最近読んだ本の話 vol.86
「最近読んだ本の話」の第86弾です。とうとう昨日雪が降りました。めっちゃ寒いクリスマスイブです。今週は最近読んだ本を3冊ご紹介します。
1、柚木 麻子『とりあえずお湯わかせ』
柚木麻子さんのエッセイです。どんな日常を過ごしてらっしゃるのか興味があって、わくわくしながら読みました。この本に収録されているエッセイの途中までは、『きょうの料理ビギナーズ』で連載されていたそうです。
柚木さんはお料理が上手そうで、美味しそうな物、なかなか自分で作ろうと思わないような凝った物をどんどん作って、ご家族やお友達とにぎやかに食べてらっしゃってとても楽しそうです。でもこの連載中にコロナの感染が拡がって自粛生活を余儀なくされて、人と気軽に会えなくなってしまいます。私は柚木さんほどの行動力はないし、何かに興味を持ってやり始めたとしても柚木さんほど到達できないと思いますが、読んでいてこの人はタイプが似ている気がする、近い感じがする、と確信しました。人生の重要なことを、友達を面白がらせたいからという理由で決めてしまうところとか、世の中で起きていることにいつも怒っているところとか。
このエッセイが書かれた時期に、柚木さんがこういう状況の中で『らんたん』を生み出されたんだと知って、驚愕しました。小説家が声を上げることで、その問題について議論が起こって世の中を少しでも変えることができる、そういうことを積極的に実践されているのがカッコいいです。
2、井上 荒野『小説家の一日』
こちらも日常を描いたエッセイなのかな、と思って興味がわいて読みました。読み始めてすぐ、エッセイではなく「書くこと」にまつわる10編の物語だとわかりました。
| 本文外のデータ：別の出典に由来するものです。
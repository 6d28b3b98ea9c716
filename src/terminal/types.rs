//! Terminal data types.
//!
//! Contains the core data structures for representing terminal state:
//! - Color: ANSI color codes (16 colors, 256-color palette, RGB)
//! - Attrs: per-glyph attribute bits, including the soft-wrap marker
//! - Glyph: a single character cell with its colors and attributes
//! - Line: one physical (or, after joining, logical) row of glyphs
//! - Cursor / CursorState: cursor position and its state bits
//! - Modes: terminal mode register

use std::fmt;
use std::ops::{Deref, DerefMut};

use bitflags::bitflags;

/// ANSI color codes
#[derive(Debug, Clone, Copy, PartialEq, Eq, Default)]
pub enum Color {
    #[default]
    Default,
    Black,
    Red,
    Green,
    Yellow,
    Blue,
    Magenta,
    Cyan,
    White,
    BrightBlack,
    BrightRed,
    BrightGreen,
    BrightYellow,
    BrightBlue,
    BrightMagenta,
    BrightCyan,
    BrightWhite,
    /// 256-color palette index
    Indexed(u8),
    /// RGB color
    Rgb(u8, u8, u8),
}

bitflags! {
    /// Attribute bits carried by every glyph.
    ///
    /// The low bits are SGR styling copied from the pen. The high bits
    /// describe the cell itself and are never set by SGR.
    #[derive(Debug, Clone, Copy, PartialEq, Eq, Default, Hash)]
    pub struct Attrs: u16 {
        const BOLD        = 1 << 0;
        const DIM         = 1 << 1;
        const ITALIC      = 1 << 2;
        const UNDERLINE   = 1 << 3;
        const BLINK       = 1 << 4;
        const REVERSE     = 1 << 5;
        const HIDDEN      = 1 << 6;
        const STRIKE      = 1 << 7;

        /// Last cell of a physical line that continues on the next one.
        const WRAP        = 1 << 8;
        /// The cell was explicitly written by a print.
        const TOUCHED     = 1 << 9;
        /// First half of a double-width character.
        const WIDE        = 1 << 10;
        /// Second half of a double-width character.
        const WIDE_SPACER = 1 << 11;
        /// Filler left in the last column when a wide character wrapped early.
        const PAD         = 1 << 12;
    }
}

impl Attrs {
    /// Bits that SGR controls.
    pub const STYLE: Attrs = Attrs::BOLD
        .union(Attrs::DIM)
        .union(Attrs::ITALIC)
        .union(Attrs::UNDERLINE)
        .union(Attrs::BLINK)
        .union(Attrs::REVERSE)
        .union(Attrs::HIDDEN)
        .union(Attrs::STRIKE);
}

/// A single cell in the terminal grid.
#[derive(Debug, Clone, Copy, PartialEq, Eq)]
pub struct Glyph {
    pub ch: char,
    pub fg: Color,
    pub bg: Color,
    pub attrs: Attrs,
}

impl Default for Glyph {
    fn default() -> Self {
        Self {
            ch: ' ',
            fg: Color::Default,
            bg: Color::Default,
            attrs: Attrs::empty(),
        }
    }
}

impl Glyph {
    /// A blank, never-written cell carrying only a background color
    /// (used by erase operations).
    pub fn blank(bg: Color) -> Self {
        Self {
            bg,
            ..Self::default()
        }
    }

    /// Filler cell used when a wide character cannot fit in the last column.
    pub(crate) fn pad() -> Self {
        Self {
            attrs: Attrs::PAD,
            ..Self::default()
        }
    }

    /// Whether this cell holds content that must survive trimming.
    ///
    /// Untouched cells with the default background are considered empty
    /// even if an SGR reset explicitly selected the default colors.
    pub fn is_occupied(&self) -> bool {
        self.attrs.contains(Attrs::TOUCHED) || self.bg != Color::Default
    }

    pub fn is_wrapped(&self) -> bool {
        self.attrs.contains(Attrs::WRAP)
    }
}

/// An ordered run of glyphs.
///
/// On screen a line is exactly as wide as the terminal. History and
/// reflow may produce lines of any length.
#[derive(Debug, Clone, PartialEq, Eq, Default)]
pub struct Line(Vec<Glyph>);

impl Line {
    /// A line of `cols` untouched cells.
    pub fn blank(cols: usize) -> Self {
        Line(vec![Glyph::default(); cols])
    }

    pub fn into_inner(self) -> Vec<Glyph> {
        self.0
    }

    /// Whether the last cell carries the soft-wrap marker.
    pub fn is_wrapped(&self) -> bool {
        self.0.last().map(Glyph::is_wrapped).unwrap_or(false)
    }

    /// Length of the line once trailing unoccupied cells are dropped.
    pub fn occupied_len(&self) -> usize {
        self.0
            .iter()
            .rposition(Glyph::is_occupied)
            .map(|i| i + 1)
            .unwrap_or(0)
    }

    pub fn is_blank(&self) -> bool {
        self.occupied_len() == 0
    }
}

impl From<Vec<Glyph>> for Line {
    fn from(cells: Vec<Glyph>) -> Self {
        Line(cells)
    }
}

impl FromIterator<Glyph> for Line {
    fn from_iter<I: IntoIterator<Item = Glyph>>(iter: I) -> Self {
        Line(iter.into_iter().collect())
    }
}

impl Deref for Line {
    type Target = Vec<Glyph>;

    fn deref(&self) -> &Self::Target {
        &self.0
    }
}

impl DerefMut for Line {
    fn deref_mut(&mut self) -> &mut Self::Target {
        &mut self.0
    }
}

impl fmt::Display for Line {
    /// Every cell's character, with the spacer half of wide characters skipped.
    fn fmt(&self, f: &mut fmt::Formatter<'_>) -> fmt::Result {
        for glyph in self.0.iter() {
            if glyph.attrs.contains(Attrs::WIDE_SPACER) {
                continue;
            }
            write!(f, "{}", glyph.ch)?;
        }
        Ok(())
    }
}

bitflags! {
    /// Cursor state bits.
    #[derive(Debug, Clone, Copy, PartialEq, Eq, Default)]
    pub struct CursorState: u8 {
        /// The next printed character starts a new physical line.
        const WRAP_NEXT = 1 << 0;
        /// Cursor is hidden (DECTCEM reset).
        const HIDDEN    = 1 << 1;
    }
}

/// Cursor position relative to the active screen.
#[derive(Debug, Clone, Copy, PartialEq, Eq, Default)]
pub struct Cursor {
    pub x: usize,
    pub y: usize,
    pub state: CursorState,
}

impl Cursor {
    pub fn new(x: usize, y: usize) -> Self {
        Self {
            x,
            y,
            state: CursorState::empty(),
        }
    }

    pub fn wrap_next(&self) -> bool {
        self.state.contains(CursorState::WRAP_NEXT)
    }

    pub fn is_visible(&self) -> bool {
        !self.state.contains(CursorState::HIDDEN)
    }
}

bitflags! {
    /// Terminal mode register.
    #[derive(Debug, Clone, Copy, PartialEq, Eq)]
    pub struct Modes: u16 {
        /// LNM: line feed also performs a carriage return.
        const LINE_FEED  = 1 << 0;
        /// The alternate screen is active.
        const ALT_SCREEN = 1 << 1;
        /// DECOM: cursor addressing is relative to the scroll region.
        const ORIGIN     = 1 << 2;
        /// DECAWM: printing past the last column wraps.
        const AUTOWRAP   = 1 << 3;
    }
}

impl Default for Modes {
    fn default() -> Self {
        Modes::AUTOWRAP
    }
}

/// Position of the first on-screen row within the logical line space
/// formed by history followed by the screen.
#[derive(Debug, Clone, Copy, PartialEq, Eq, Default)]
pub struct Root {
    /// Logical line index (counting retained history lines).
    pub row: usize,
    /// Column offset of the first screen row within that logical line.
    pub col: usize,
}
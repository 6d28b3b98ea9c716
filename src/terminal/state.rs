//! Mutable terminal state and the primitive operations escape sequence
//! handlers are built from.

use unicode_width::UnicodeWidthChar;

use super::history::History;
use super::hooks::HookRegistry;
use super::types::{Attrs, Color, Cursor, CursorState, Glyph, Line, Modes};
use super::TerminalOptions;

/// Current drawing style applied to printed characters.
#[derive(Debug, Clone, Copy, PartialEq, Eq, Default)]
pub(crate) struct Pen {
    pub fg: Color,
    pub bg: Color,
    pub attrs: Attrs,
}

/// Cursor and pen captured by DECSC.
#[derive(Debug, Clone, Copy)]
pub(crate) struct SavedCursor {
    pub cursor: Cursor,
    pub pen: Pen,
    pub origin: bool,
}

pub(crate) struct TermState {
    pub cols: usize,
    pub rows: usize,
    pub primary: Vec<Line>,
    pub alternate: Vec<Line>,
    pub history: History,
    pub cursor: Cursor,
    /// Primary screen cursor, parked while the alternate screen is active.
    pub primary_cursor: Option<Cursor>,
    pub saved: Option<SavedCursor>,
    pub pen: Pen,
    pub modes: Modes,
    /// Top margin of scroll region (0-indexed, inclusive)
    pub scroll_top: usize,
    /// Bottom margin of scroll region (0-indexed, inclusive)
    pub scroll_bottom: usize,
    pub hooks: HookRegistry,
    /// Name being collected from an in-progress DCS sequence.
    pub dcs: Option<String>,
}

/// Upper bound on a hook name collected from a DCS sequence.
const MAX_HOOK_NAME: usize = 256;

impl TermState {
    pub fn new(options: &TerminalOptions) -> Self {
        let cols = options.cols.max(1);
        let rows = options.rows.max(1);
        Self {
            cols,
            rows,
            primary: blank_screen(cols, rows),
            alternate: blank_screen(cols, rows),
            history: History::new(options.history_limit),
            cursor: Cursor::default(),
            primary_cursor: None,
            saved: None,
            pen: Pen::default(),
            modes: Modes::default(),
            scroll_top: 0,
            scroll_bottom: rows - 1,
            hooks: HookRegistry::new(),
            dcs: None,
        }
    }

    pub fn is_alt(&self) -> bool {
        self.modes.contains(Modes::ALT_SCREEN)
    }

    pub fn active(&self) -> &[Line] {
        if self.is_alt() {
            &self.alternate
        } else {
            &self.primary
        }
    }

    pub fn active_mut(&mut self) -> &mut Vec<Line> {
        if self.is_alt() {
            &mut self.alternate
        } else {
            &mut self.primary
        }
    }

    fn blank(&self) -> Glyph {
        Glyph::blank(self.pen.bg)
    }

    fn blank_line(&self) -> Line {
        Line::from(vec![self.blank(); self.cols])
    }

    pub fn clear_wrap_next(&mut self) {
        self.cursor.state.remove(CursorState::WRAP_NEXT);
    }

    /// Move cursor down one line, scrolling if necessary.
    /// Respects the scroll region (DECSTBM).
    /// Note: This does NOT move to column 0 (that's carriage return).
    pub fn line_feed(&mut self) {
        self.clear_wrap_next();
        if self.cursor.y == self.scroll_bottom {
            self.scroll_up(1);
        } else if self.cursor.y + 1 < self.rows {
            self.cursor.y += 1;
        }
    }

    /// Move cursor up one line, scrolling the region down at its top.
    pub fn reverse_index(&mut self) {
        self.clear_wrap_next();
        if self.cursor.y == self.scroll_top {
            self.scroll_down(1);
        } else if self.cursor.y > 0 {
            self.cursor.y -= 1;
        }
    }

    /// Move cursor to start of current line.
    pub fn carriage_return(&mut self) {
        self.clear_wrap_next();
        self.cursor.x = 0;
    }

    /// Scroll the scroll region up by n lines.
    ///
    /// Lines leaving the top of a full-height region on the primary screen
    /// are appended to history.
    pub fn scroll_up(&mut self, n: usize) {
        let (top, bottom) = (self.scroll_top, self.scroll_bottom);
        let feeds_history = top == 0 && !self.is_alt();
        for _ in 0..n.min(bottom - top + 1) {
            let blank = self.blank_line();
            let lines = self.active_mut();
            let line = lines.remove(top);
            lines.insert(bottom, blank);
            if feeds_history {
                self.history.push(line);
            }
        }
    }

    /// Scroll the scroll region down by n lines.
    pub fn scroll_down(&mut self, n: usize) {
        let (top, bottom) = (self.scroll_top, self.scroll_bottom);
        for _ in 0..n.min(bottom - top + 1) {
            let blank = self.blank_line();
            let lines = self.active_mut();
            lines.remove(bottom);
            lines.insert(top, blank);
        }
    }

    /// Write a character at the cursor with the current pen, handling
    /// deferred autowrap and double-width characters.
    pub fn put_char(&mut self, c: char) {
        let width = c.width().unwrap_or(1);
        if width == 0 {
            return;
        }
        let autowrap = self.modes.contains(Modes::AUTOWRAP);
        let wide = width > 1 && self.cols >= 2;

        if self.cursor.wrap_next() {
            self.clear_wrap_next();
            if autowrap {
                self.soft_wrap(self.cols);
            }
        }

        if wide && self.cursor.x + 2 > self.cols {
            if autowrap {
                self.soft_wrap(self.cursor.x);
            } else {
                self.cursor.x = self.cols - 2;
            }
        }

        let mut attrs = (self.pen.attrs & Attrs::STYLE) | Attrs::TOUCHED;
        if wide {
            attrs |= Attrs::WIDE;
        }
        let glyph = Glyph {
            ch: c,
            fg: self.pen.fg,
            bg: self.pen.bg,
            attrs,
        };
        let (x, y) = (self.cursor.x, self.cursor.y);
        self.clear_wide_partner(x, y);
        self.active_mut()[y][x] = glyph;

        let advance = if wide {
            self.clear_wide_partner(x + 1, y);
            self.active_mut()[y][x + 1] = Glyph {
                ch: ' ',
                attrs: Attrs::TOUCHED | Attrs::WIDE_SPACER,
                ..glyph
            };
            2
        } else {
            1
        };

        if x + advance >= self.cols {
            self.cursor.x = self.cols - 1;
            if autowrap {
                self.cursor.state.insert(CursorState::WRAP_NEXT);
            }
        } else {
            self.cursor.x = x + advance;
        }
    }

    /// End the current row at column `from` (padding the rest), mark it as
    /// soft-wrapped and continue on the next line.
    fn soft_wrap(&mut self, from: usize) {
        let (cols, y) = (self.cols, self.cursor.y);
        let row = &mut self.active_mut()[y];
        for cell in row.iter_mut().take(cols).skip(from) {
            *cell = Glyph::pad();
        }
        if let Some(last) = row.last_mut() {
            last.attrs.insert(Attrs::WRAP);
        }
        self.line_feed();
        self.cursor.x = 0;
    }

    /// Overwriting half of a wide character blanks the other half.
    fn clear_wide_partner(&mut self, x: usize, y: usize) {
        let cols = self.cols;
        let blank = self.blank();
        let row = &mut self.active_mut()[y];
        let attrs = row[x].attrs;
        if attrs.contains(Attrs::WIDE) && x + 1 < cols {
            row[x + 1] = blank;
        } else if attrs.contains(Attrs::WIDE_SPACER) && x > 0 {
            row[x - 1] = blank;
        }
    }

    /// Blank the cells `[from, to)` of row `y`.
    pub fn erase_cells(&mut self, y: usize, from: usize, to: usize) {
        let to = to.min(self.cols);
        if from >= to {
            return;
        }
        let blank = self.blank();
        let row = &mut self.active_mut()[y];
        for cell in &mut row[from..to] {
            *cell = blank;
        }
    }

    /// Erase from cursor to end of line.
    pub fn erase_to_eol(&mut self) {
        self.erase_cells(self.cursor.y, self.cursor.x, self.cols);
    }

    /// Erase from start of line to cursor (inclusive).
    pub fn erase_from_sol(&mut self) {
        self.erase_cells(self.cursor.y, 0, self.cursor.x + 1);
    }

    /// Erase entire line.
    pub fn erase_entire_line(&mut self) {
        self.erase_cells(self.cursor.y, 0, self.cols);
    }

    /// Erase from cursor to end of screen.
    pub fn erase_to_eos(&mut self) {
        self.erase_to_eol();
        for row in (self.cursor.y + 1)..self.rows {
            self.erase_cells(row, 0, self.cols);
        }
    }

    /// Erase from start of screen to cursor.
    pub fn erase_from_sos(&mut self) {
        for row in 0..self.cursor.y {
            self.erase_cells(row, 0, self.cols);
        }
        self.erase_from_sol();
    }

    /// Clear entire screen. The cursor does not move.
    pub fn clear_screen(&mut self) {
        for row in 0..self.rows {
            self.erase_cells(row, 0, self.cols);
        }
    }

    /// Delete n characters at cursor, shifting remaining left.
    pub fn delete_chars(&mut self, n: usize) {
        let (x, y, cols) = (self.cursor.x, self.cursor.y, self.cols);
        let n = n.min(cols - x);
        let blank = self.blank();
        let row = &mut self.active_mut()[y];
        row[x..cols].rotate_left(n);
        for cell in &mut row[cols - n..cols] {
            *cell = blank;
        }
    }

    /// Insert n blank characters at cursor, shifting existing right.
    pub fn insert_chars(&mut self, n: usize) {
        let (x, y, cols) = (self.cursor.x, self.cursor.y, self.cols);
        let n = n.min(cols - x);
        let blank = self.blank();
        let row = &mut self.active_mut()[y];
        row[x..cols].rotate_right(n);
        for cell in &mut row[x..x + n] {
            *cell = blank;
        }
    }

    /// Delete n lines at cursor, scrolling up within scroll region.
    pub fn delete_lines(&mut self, n: usize) {
        let y = self.cursor.y;
        if y < self.scroll_top || y > self.scroll_bottom {
            return;
        }
        let bottom = self.scroll_bottom;
        for _ in 0..n.min(bottom - y + 1) {
            let blank = self.blank_line();
            let lines = self.active_mut();
            lines.remove(y);
            lines.insert(bottom, blank);
        }
        self.cursor.x = 0;
    }

    /// Insert n blank lines at cursor, scrolling down within scroll region.
    pub fn insert_lines(&mut self, n: usize) {
        let y = self.cursor.y;
        if y < self.scroll_top || y > self.scroll_bottom {
            return;
        }
        let bottom = self.scroll_bottom;
        for _ in 0..n.min(bottom - y + 1) {
            let blank = self.blank_line();
            let lines = self.active_mut();
            lines.remove(bottom);
            lines.insert(y, blank);
        }
        self.cursor.x = 0;
    }

    /// Switch to the alternate screen, which starts out blank.
    pub fn enter_alt_screen(&mut self) {
        if self.is_alt() {
            return;
        }
        self.primary_cursor = Some(self.cursor);
        self.alternate = blank_screen(self.cols, self.rows);
        self.modes.insert(Modes::ALT_SCREEN);
    }

    /// Return to the primary screen. With `restore_cursor` the primary
    /// cursor parked on entry (and kept current across resizes) comes back.
    pub fn exit_alt_screen(&mut self, restore_cursor: bool) {
        if !self.is_alt() {
            return;
        }
        self.modes.remove(Modes::ALT_SCREEN);
        let parked = self.primary_cursor.take();
        if restore_cursor {
            if let Some(cursor) = parked {
                self.cursor = cursor;
            }
        }
        self.clamp_cursor();
    }

    pub fn save_cursor(&mut self) {
        self.saved = Some(SavedCursor {
            cursor: self.cursor,
            pen: self.pen,
            origin: self.modes.contains(Modes::ORIGIN),
        });
    }

    pub fn restore_cursor(&mut self) {
        if let Some(saved) = self.saved {
            self.cursor.x = saved.cursor.x;
            self.cursor.y = saved.cursor.y;
            self.clear_wrap_next();
            self.pen = saved.pen;
            self.modes.set(Modes::ORIGIN, saved.origin);
            self.clamp_cursor();
        }
    }

    pub fn clamp_cursor(&mut self) {
        self.cursor.x = self.cursor.x.min(self.cols - 1);
        self.cursor.y = self.cursor.y.min(self.rows - 1);
    }

    /// RIS: back to power-on state. History and hook registrations stay.
    pub fn reset(&mut self) {
        self.primary = blank_screen(self.cols, self.rows);
        self.alternate = blank_screen(self.cols, self.rows);
        self.cursor = Cursor::default();
        self.primary_cursor = None;
        self.saved = None;
        self.pen = Pen::default();
        self.modes = Modes::default();
        self.scroll_top = 0;
        self.scroll_bottom = self.rows - 1;
        self.dcs = None;
    }

    /// Start collecting a DCS payload.
    pub fn begin_dcs(&mut self, intermediates: &[u8], action: char) {
        let mut name: String = intermediates.iter().map(|&b| char::from(b)).collect();
        name.push(action);
        self.dcs = Some(name);
    }

    pub fn put_dcs(&mut self, byte: u8) {
        if let Some(name) = self.dcs.as_mut() {
            if name.len() < MAX_HOOK_NAME && (0x20..0x7f).contains(&byte) {
                name.push(char::from(byte));
            }
        }
    }

    /// Finish a DCS sequence and fire the hook it names.
    pub fn end_dcs(&mut self) {
        if let Some(name) = self.dcs.take() {
            self.hooks.fire(&name);
        }
    }
}

pub(crate) fn blank_screen(cols: usize, rows: usize) -> Vec<Line> {
    vec![Line::blank(cols); rows]
}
どの話ももの悲しさが漂っていて、すっきりとはしないのですが、色々な立場や年齢の女性が主人公の物語で、こういうこと言う人いる!とか、こういう哀しさってある、と思うことがたくさん出てきます。語りすぎない感じなので、主人公はこれからどうするのか想像しながら読みました。
3、一穂 ミチ『光のとこにいてね』
一穂 ミチさんは前から気になっていた作家さんですが、今回初めて作品を読みました。めっちゃ好きです、この世界観!ずっと読み続けていたかったのですが、読み終わってしまいました。物語の中に、和歌山県の串本が出てきます。私が初めて潜った海のあるところです。また行って海を見たい!と読みながら思いました。結珠ちゃんと果遠ちゃん、今度こそ一緒にいられるのかなあ。
2022年もあともう少しで終わりですね。夏からホントに早かった!ワールドカップを見て騒いでいるうちに12月もあっという間だったなあ。最後までお読みくださってありがとうございました。